Peu importe l’origine, il est clair que les Borgs existent aux côtés de ces archées, faisant la navette entre les gènes, depuis très longtemps.

Notamment, certains Méthanoperedens ont été trouvés sans Borgs. Et, en plus des gènes reconnaissables, les Borgs contiennent également des gènes uniques codant pour d’autres protéines métaboliques, des protéines membranaires et des protéines extracellulaires presque certainement impliquées dans la conduction électronique nécessaire à la génération d’énergie, ainsi que d’autres protéines qui ont des effets inconnus sur leurs hôtes. Jusqu’à ce que les scientifiques puissent cultiver Méthanoperedens dans un environnement de laboratoire, ils ne sauront pas avec certitude quelles capacités confèrent les différents Borgs, pourquoi certains microbes les utilisent et pourquoi d’autres non.

Une explication probable est que les Borgs agissent comme un casier de stockage pour les gènes métaboliques qui ne sont nécessaires qu’à certains moments. En cours recherche sur la surveillance du méthane a montré que les concentrations de méthane peuvent varier considérablement tout au long de l’année, culminant généralement à l’automne et chutant aux niveaux les plus bas au début du printemps. Les Borgs offrent donc un avantage concurrentiel aux microbes mangeurs de méthane comme Méthanoperedens pendant les périodes d’abondance où il y a plus de méthane que leur machinerie cellulaire native ne peut se décomposer.

Les plasmides sont connus pour servir un objectif similaire, propageant rapidement des gènes de résistance aux molécules toxiques (comme les métaux lourds et les antibiotiques) lorsque les toxines sont présentes à des concentrations suffisamment élevées pour exercer une pression évolutive.

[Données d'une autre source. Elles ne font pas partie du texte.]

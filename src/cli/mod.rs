//! Command-line interface for workdone
//!
//! This module defines the CLI structure using clap derive macros.
//! Each subcommand is defined in its own submodule.

use std::path::PathBuf;

use clap::{Parser, Subcommand};

use crate::config::Config;
use crate::error::Result;
use crate::storage::Storage;

mod exec;
mod init;
mod shell;

pub use shell::run_loop;

/// workdone - personal task tracker
///
/// Keeps to-dos, deadlines and events in a plain text file and manages them
/// with short commands such as `todo read book` or `done 2`.
#[derive(Parser, Debug)]
#[command(name = "workdone")]
#[command(author, version, about, long_about = None)]
#[command(propagate_version = true)]
pub struct Cli {
    /// Base directory holding `.workdone.toml` and `data/` (defaults to current directory)
    #[arg(long, global = true, env = "WORKDONE_DIR")]
    pub dir: Option<PathBuf>,

    /// Task file to use instead of the configured one
    #[arg(long, global = true, env = "WORKDONE_FILE")]
    pub file: Option<PathBuf>,

    /// Output in JSON format
    #[arg(long, global = true)]
    pub json: bool,

    /// Suppress non-essential output
    #[arg(short, long, global = true)]
    pub quiet: bool,

    #[command(subcommand)]
    pub command: Option<Commands>,
}

/// Available subcommands
#[derive(Subcommand, Debug)]
pub enum Commands {
    /// Read commands from stdin until `bye` (the default)
    Shell,

    /// Run the given command lines in order and exit
    Exec {
        /// Command lines, e.g. "todo read book" "list"
        #[arg(required = true)]
        lines: Vec<String>,
    },

    /// Write a default config and create the task file
    Init,

    /// Print the resolved task file path
    Path,
}

/// Where a run reads its config and tasks from
#[derive(Debug, Clone)]
pub struct Context {
    pub base_dir: PathBuf,
    pub config: Config,
    pub storage: Storage,
}

impl Context {
    pub fn resolve(dir: Option<PathBuf>, file: Option<PathBuf>) -> Result<Self> {
        let base_dir = match dir {
            Some(dir) => dir,
            None => std::env::current_dir()?,
        };
        let config = Config::load_from_dir(&base_dir);
        let path = file.unwrap_or_else(|| config.data_file(&base_dir));
        Ok(Self {
            base_dir,
            config,
            storage: Storage::new(path),
        })
    }
}

impl Cli {
    /// Execute the CLI command
    pub fn run(self) -> Result<()> {
        let context = Context::resolve(self.dir, self.file)?;
        let options = crate::output::OutputOptions {
            json: self.json,
            quiet: self.quiet,
        };

        match self.command.unwrap_or(Commands::Shell) {
            Commands::Shell => shell::run(&context),
            Commands::Exec { lines } => exec::run(&context, &lines, options),
            Commands::Init => init::run(&context, options),
            Commands::Path => {
                #[derive(serde::Serialize)]
                struct PathReport<'a> {
                    path: &'a std::path::Path,
                }

                let path = context.storage.path();
                let human = format!("{}\n", path.display());
                crate::output::emit_success(options, "path", &PathReport { path }, Some(&human))
            }
        }
    }
}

“Il est prouvé que différents types de Borgs coexistent parfois dans le même hôte Méthanopréredènes cellule. Cela ouvre la possibilité que les Borgs puissent propager des gènes à travers les lignées », a déclaré Banfield.

Exploration audacieuse de l’univers (microbien)

Depuis la publication de leur article en prépublication l’année dernière, l’équipe a commencé des travaux de suivi pour mieux comprendre comment les Borgs peuvent affecter les processus biologiques et géologiques. Certains chercheurs passent au peigne fin des ensembles de données de matériel génétique d’autres micro-organismes, à la recherche de preuves que les Borgs existent en association avec d’autres espèces.

Pendant que ses collègues utilisent des méthodes en laboratoire, la co-auteure Susan Mullen, étudiante diplômée du laboratoire de Banfield, se mouillera les pieds avec un travail de terrain très pittoresque. Elle a récemment lancé un projet visant à échantillonner des microbes dans les plaines inondables de l’East River tout au long de l’année afin d’évaluer comment les changements saisonniers de l’abondance des Borgs et d’autres microbes connus pour être impliqués dans le cycle du méthane sont corrélés aux flux saisonniers de méthane.

Selon les auteurs, des années plus tard, des microbes soigneusement cultivés remplis de Borgs pourraient être utilisés pour réduire le méthane et freiner le réchauffement climatique. Tout cela profite au collectif – la vie sur Terre.

Référence : Basem Al-Shayeb, Marie C. Schoelmerich, Jacob West-Roberts, Luis E. Valentin-Alvarado, Rohan Sachdeva, Susan Mullen, Alexander Crits-Christoph, Michael J. Wilkins, Kenneth H. Williams, Jennifer A. Doudna et Jillian F. Banfield; La nature.
DOI : 10.1038/s41586-022-05256-1

Facebook
Twitter
LinkedIn
Pinterest

Leave a Comment

This site uses Akismet to reduce spam. Learn how your comment data is processed.